(Stored data entries)
#####
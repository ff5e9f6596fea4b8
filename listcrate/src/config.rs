//! Handler configuration: which request keys carry pagination, sorting,
//! filters and search, plus the fallback page size.

use serde::{Deserialize, Serialize};
use std::path::{Path, PathBuf};

use crate::errors::ConfigError;

/// Separator that splits a search string into independently matched terms.
pub const SEARCH_TERM_SEPARATOR: &str = "__AND__";

fn default_page_nr_param_name() -> String {
    "page".to_string()
}

fn default_page_limit_param_name() -> String {
    "page_limit".to_string()
}

fn default_sort_param_name() -> String {
    "order_by".to_string()
}

fn default_filters_param_name() -> String {
    "filters".to_string()
}

fn default_search_param_name() -> String {
    "search".to_string()
}

const fn default_page_limit() -> u64 {
    10
}

/// Parameter name bindings shared by every list source.
///
/// ```yaml
/// page_nr_param_name: p
/// default_page_limit: 25
/// metadata_directory: config/list_mapping
/// ```
#[derive(Debug, Clone, PartialEq, Eq, Serialize, Deserialize)]
pub struct ListHandlerConfig {
    #[serde(default = "default_page_nr_param_name")]
    pub page_nr_param_name: String,

    #[serde(default = "default_page_limit_param_name")]
    pub page_limit_param_name: String,

    #[serde(default = "default_sort_param_name")]
    pub sort_param_name: String,

    #[serde(default = "default_filters_param_name")]
    pub filters_param_name: String,

    /// Key inside the filters container that holds the free-text search.
    #[serde(default = "default_search_param_name")]
    pub search_param_name: String,

    /// Page size used when a page beyond the first is requested without one.
    #[serde(default = "default_page_limit")]
    pub default_page_limit: u64,

    /// Directory scanned by [`crate::mapping::YamlDriver`].
    #[serde(default, skip_serializing_if = "Option::is_none")]
    pub metadata_directory: Option<PathBuf>,
}

impl Default for ListHandlerConfig {
    fn default() -> Self {
        Self {
            page_nr_param_name: default_page_nr_param_name(),
            page_limit_param_name: default_page_limit_param_name(),
            sort_param_name: default_sort_param_name(),
            filters_param_name: default_filters_param_name(),
            search_param_name: default_search_param_name(),
            default_page_limit: default_page_limit(),
            metadata_directory: None,
        }
    }
}

impl ListHandlerConfig {
    /// Load configuration from a YAML string
    ///
    /// # Errors
    ///
    /// Returns [`ConfigError::Yaml`] when the document does not parse.
    pub fn from_yaml_str(yaml: &str) -> Result<Self, ConfigError> {
        Ok(serde_yaml::from_str(yaml)?)
    }

    /// Load configuration from a YAML file
    ///
    /// # Errors
    ///
    /// Returns [`ConfigError::Io`] when the file cannot be read and
    /// [`ConfigError::Yaml`] when it does not parse.
    pub fn from_yaml_file(path: impl AsRef<Path>) -> Result<Self, ConfigError> {
        let content = std::fs::read_to_string(path)?;
        Self::from_yaml_str(&content)
    }

    #[must_use]
    pub fn with_default_page_limit(mut self, limit: u64) -> Self {
        self.default_page_limit = limit;
        self
    }

    #[must_use]
    pub fn with_metadata_directory(mut self, directory: impl Into<PathBuf>) -> Self {
        self.metadata_directory = Some(directory.into());
        self
    }
}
#####
_Work required_
Copy each record from above without leaving any out.

_Solution for this problem_
repository ff5e9f6596fea4b8
filename listcrate/src/config.rs
//! Handler configuration: which request keys carry pagination, sorting,
//! filters and search, plus the fallback page size.

use serde::{Deserialize, Serialize};
use std::path::{Path, PathBuf};

use crate::errors::ConfigError;

/// Separator that splits a search string into independently matched terms.
pub const SEARCH_TERM_SEPARATOR: &str = "__AND__";

fn default_page_nr_param_name() -> String {
    "page".to_string()
}

fn default_page_limit_param_name() -> String {
    "page_limit".to_string()
}

fn default_sort_param_name() -> String {
    "order_by".to_string()
}

fn default_filters_param_name() -> String {
    "filters".to_string()
}

fn default_search_param_name() -> String {
    "search".to_string()
}

const fn default_page_limit() -> u64 {
    10
}

/// Parameter name bindings shared by every list source.
///
/// ```yaml
/// page_nr_param_name: p
/// default_page_limit: 25
/// metadata_directory: config/list_mapping
/// ```
#[derive(Debug, Clone, PartialEq, Eq, Serialize, Deserialize)]
pub struct ListHandlerConfig {
    #[serde(default = "default_page_nr_param_name")]
    pub page_nr_param_name: String,

    #[serde(default = "default_page_limit_param_name")]
    pub page_limit_param_name: String,

    #[serde(default = "default_sort_param_name")]
    pub sort_param_name: String,

    #[serde(default = "default_filters_param_name")]
    pub filters_param_name: String,

    /// Key inside the filters container that holds the free-text search.
    #[serde(default = "default_search_param_name")]
    pub search_param_name: String,

    /// Page size used when a page beyond the first is requested without one.
    #[serde(default = "default_page_limit")]
    pub default_page_limit: u64,

    /// Directory scanned by [`crate::mapping::YamlDriver`].
    #[serde(default, skip_serializing_if = "Option::is_none")]
    pub metadata_directory: Option<PathBuf>,
}

impl Default for ListHandlerConfig {
    fn default() -> Self {
        Self {
            page_nr_param_name: default_page_nr_param_name(),
            page_limit_param_name: default_page_limit_param_name(),
            sort_param_name: default_sort_param_name(),
            filters_param_name: default_filters_param_name(),
            search_param_name: default_search_param_name(),
            default_page_limit: default_page_limit(),
            metadata_directory: None,
        }
    }
}

impl ListHandlerConfig {
    /// Load configuration from a YAML string
    ///
    /// # Errors
    ///
    /// Returns [`ConfigError::Yaml`] when the document does not parse.
    pub fn from_yaml_str(yaml: &str) -> Result<Self, ConfigError> {
        Ok(serde_yaml::from_str(yaml)?)
    }

    /// Load configuration from a YAML file
    ///
    /// # Errors
    ///
    /// Returns [`ConfigError::Io`] when the file cannot be read and
    /// [`ConfigError::Yaml`] when it does not parse.
    pub fn from_yaml_file(path: impl AsRef<Path>) -> Result<Self, ConfigError> {
        let content = std::fs::read_to_string(path)?;
        Self::from_yaml_str(&content)
    }

    #[must_use]
    pub fn with_default_page_limit(mut self, limit: u64) -> Self {
        self.default_page_limit = limit;
        self
    }

    #[must_use]
    pub fn with_metadata_directory(mut self, directory: impl Into<PathBuf>) -> Self {
        self.metadata_directory = Some(directory.into());
        self
    }
}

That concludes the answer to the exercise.